Though the study and research of comparative education has not yet taken its root within the Indian academy, India also had great educational thinkers, organic intellectuals and reformers, who did their own comparative research of different education systems around the world independently seeking to reform education within the colonial Indian context. India’s “Kavi Guru” (Poet-Teacher), Rabindranath Tagore’s essay written in Bengali “Shikshayar Herfer” (Topsy-turvey Education, 1892) is a classic example in this area. In this essay Tagore compared English education in UK with English education in British India to critically reflect on the problematics of mainstream English education in India and what lessons India can learn from English education in UK. 

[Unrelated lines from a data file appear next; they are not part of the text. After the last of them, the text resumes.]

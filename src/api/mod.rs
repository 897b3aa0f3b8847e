use crate::engine::Engine;
use axum::Router;
use axum::routing::get;
use std::sync::Arc;

pub mod handlers;
pub mod responses;

pub fn router(engine: Arc<Engine>) -> Router {
    Router::new()
        .route("/api/snapshot", get(handlers::get_snapshot))
        .route("/api/health", get(handlers::get_health))
        .route("/api/stats", get(handlers::get_stats))
        .with_state(engine)
}
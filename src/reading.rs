use serde::{Deserialize, Serialize};
use time::OffsetDateTime;

/// Vehicle identifier as reported by the sensor feed.
pub type EntityId = String;

#[derive(Debug, Clone, Copy, PartialEq, Eq, Hash, Serialize, Deserialize)]
pub enum Pollutant {
    #[serde(rename = "CO")]
    Co,
    #[serde(rename = "CO2")]
    Co2,
}

impl Pollutant {
    pub const ALL: [Pollutant; 2] = [Pollutant::Co, Pollutant::Co2];

    pub fn as_str(self) -> &'static str {
        match self {
            Pollutant::Co => "CO",
            Pollutant::Co2 => "CO2",
        }
    }
}

impl std::fmt::Display for Pollutant {
    fn fmt(&self, f: &mut std::fmt::Formatter<'_>) -> std::fmt::Result {
        f.write_str(self.as_str())
    }
}

#[derive(Debug, Clone, Copy, PartialEq, Serialize, Deserialize)]
pub struct GeoPoint {
    pub lat: f64,
    pub lng: f64,
}

/// One sensor sample: immutable once created, never persisted beyond window
/// retention.
#[derive(Debug, Clone, PartialEq)]
pub struct Reading {
    pub entity_id: EntityId,
    pub pollutant: Pollutant,
    /// Concentration in ppm.
    pub value: f64,
    pub location: GeoPoint,
    pub timestamp: OffsetDateTime,
}
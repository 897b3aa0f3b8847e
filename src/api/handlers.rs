use crate::api::responses::{
    HealthErrorCode, HealthErrorResponse, HealthStatus, HealthSuccessResponse,
    SnapshotErrorCode, SnapshotErrorResponse, SnapshotSuccessResponse, StatsSuccessResponse,
};
use crate::engine::Engine;
use axum::Json;
use axum::extract::State;
use axum::http::StatusCode;
use axum::response::{IntoResponse, Response};
use std::sync::Arc;
use time::OffsetDateTime;
use time::format_description::well_known::Rfc3339;
use tracing::error;

const INTERNAL_ERROR_MESSAGE: &str = "Internal server error";

/// A snapshot older than this many tick intervals reports degraded health.
const STALE_TICKS: i64 = 3;

pub enum SnapshotResponse {
    Success(SnapshotSuccessResponse),
    Error {
        status: StatusCode,
        body: SnapshotErrorResponse,
    },
}

impl IntoResponse for SnapshotResponse {
    fn into_response(self) -> Response {
        match self {
            SnapshotResponse::Success(body) => (StatusCode::OK, Json(body)).into_response(),
            SnapshotResponse::Error { status, body } => (status, Json(body)).into_response(),
        }
    }
}

pub async fn get_snapshot(State(engine): State<Arc<Engine>>) -> impl IntoResponse {
    build_snapshot_response(&engine)
}

pub enum HealthResponse {
    Success {
        status: StatusCode,
        body: HealthSuccessResponse,
    },
    Error {
        status: StatusCode,
        body: HealthErrorResponse,
    },
}

impl IntoResponse for HealthResponse {
    fn into_response(self) -> Response {
        match self {
            HealthResponse::Success { status, body } => (status, Json(body)).into_response(),
            HealthResponse::Error { status, body } => (status, Json(body)).into_response(),
        }
    }
}

pub async fn get_health(State(engine): State<Arc<Engine>>) -> impl IntoResponse {
    build_health_response(&engine, OffsetDateTime::now_utc())
}

pub async fn get_stats(State(engine): State<Arc<Engine>>) -> impl IntoResponse {
    build_stats_response(&engine, OffsetDateTime::now_utc())
}

fn build_snapshot_response(engine: &Engine) -> SnapshotResponse {
    let Some(snapshot) = engine.latest() else {
        return no_data_response(OffsetDateTime::now_utc());
    };

    match format_timestamp(snapshot.generated_at) {
        Ok(formatted) => {
            SnapshotResponse::Success(SnapshotSuccessResponse::from_snapshot(&snapshot, formatted))
        }
        Err(_) => snapshot_internal_error("timestamp formatting failure"),
    }
}

fn no_data_response(now: OffsetDateTime) -> SnapshotResponse {
    match format_timestamp(now) {
        Ok(formatted) => SnapshotResponse::Error {
            status: StatusCode::SERVICE_UNAVAILABLE,
            body: SnapshotErrorResponse {
                error_code: SnapshotErrorCode::NoData,
                error_message: "No snapshot published yet".to_string(),
                timestamp: formatted,
            },
        },
        Err(_) => snapshot_internal_error("timestamp formatting failure"),
    }
}

fn snapshot_internal_error(message: &str) -> SnapshotResponse {
    error!(message = message, "Internal error while handling /api/snapshot");
    SnapshotResponse::Error {
        status: StatusCode::INTERNAL_SERVER_ERROR,
        body: SnapshotErrorResponse {
            error_code: SnapshotErrorCode::InternalError,
            error_message: INTERNAL_ERROR_MESSAGE.to_string(),
            timestamp: fallback_timestamp(),
        },
    }
}

fn build_health_response(engine: &Engine, now: OffsetDateTime) -> HealthResponse {
    let status = derive_health_status(engine, now);

    let timestamp = match format_timestamp(now) {
        Ok(formatted) => formatted,
        Err(_) => {
            return health_internal_error("timestamp formatting failure");
        }
    };

    let status_code = match status {
        HealthStatus::Ko => StatusCode::SERVICE_UNAVAILABLE,
        HealthStatus::Ok | HealthStatus::Degraded => StatusCode::OK,
    };

    HealthResponse::Success {
        status: status_code,
        body: HealthSuccessResponse { status, timestamp },
    }
}

fn derive_health_status(engine: &Engine, now: OffsetDateTime) -> HealthStatus {
    let Some(snapshot) = engine.latest() else {
        return HealthStatus::Ko;
    };

    let stale_after = engine.settings().tick_interval.as_secs() as i64 * STALE_TICKS;
    if (now - snapshot.generated_at).whole_seconds() > stale_after {
        HealthStatus::Degraded
    } else {
        HealthStatus::Ok
    }
}

fn health_internal_error(message: &str) -> HealthResponse {
    error!(message = message, "Internal error while handling /api/health");
    HealthResponse::Error {
        status: StatusCode::INTERNAL_SERVER_ERROR,
        body: HealthErrorResponse {
            error_code: HealthErrorCode::InternalError,
            error_message: INTERNAL_ERROR_MESSAGE.to_string(),
            timestamp: fallback_timestamp(),
        },
    }
}

fn build_stats_response(engine: &Engine, now: OffsetDateTime) -> Response {
    let timestamp = format_timestamp(now).unwrap_or_else(|_| fallback_timestamp());
    let body = StatsSuccessResponse {
        counters: engine.counters().totals(),
        tracked_windows: engine.tracked_keys(),
        timestamp,
    };
    (StatusCode::OK, Json(body)).into_response()
}

fn format_timestamp(timestamp: OffsetDateTime) -> Result<String, time::error::Format> {
    timestamp.format(&Rfc3339)
}

fn fallback_timestamp() -> String {
    OffsetDateTime::now_utc()
        .format(&Rfc3339)
        .unwrap_or_else(|_| "1970-01-01T00:00:00Z".to_string())
}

The Centre for Comparative and Global Education (CCGE) seeks to generate such comparative thinking about education systems, problems of educational transfer within the historic colonial context and in contemporary times of globalization. In doing so, CCGE seeks to advocate for the teaching, research and practice of comparative education in Universities within India and around the world to further inform the contemporary debates on education policy and practice.


Bereday. G. Z. F. (1964). Sir Michael Sadler's "Study of Foreign Systems of Education". Comparative Education Review, University of Chicago Press. Vol. 7, No. 3 (Feb., 1964), pp. 307-314

Tagore, R. (1892). “Shikshayar Herfer” /Topsy-turvy Education, in Uma Dasgupta (Ed.). Tagore: Selected Writings on Education and Nationalism. New Delhi: Oxford University Pre

-Dr. Mousumi Mukherjee, 

Founding Executive Director, Centre for Comparative and Global Education & Asst. Director, IIHEd



The inaugural project of the “Centre for Comparative and Global Education” (CCGE) is a special issue publication project for Routledge Journal- "Diaspora, Indigenous and Minority Education" to be co-edited by founding Executive Director of CCGE & Associate Editor of DIME, Dr. Mousumi Mukherjee and CCGE affiliate faculty, Dr. Jessica Field.

The project title is “Refugee Education, Inclusion and Innovation in South Asia: Challenges and Opportunities”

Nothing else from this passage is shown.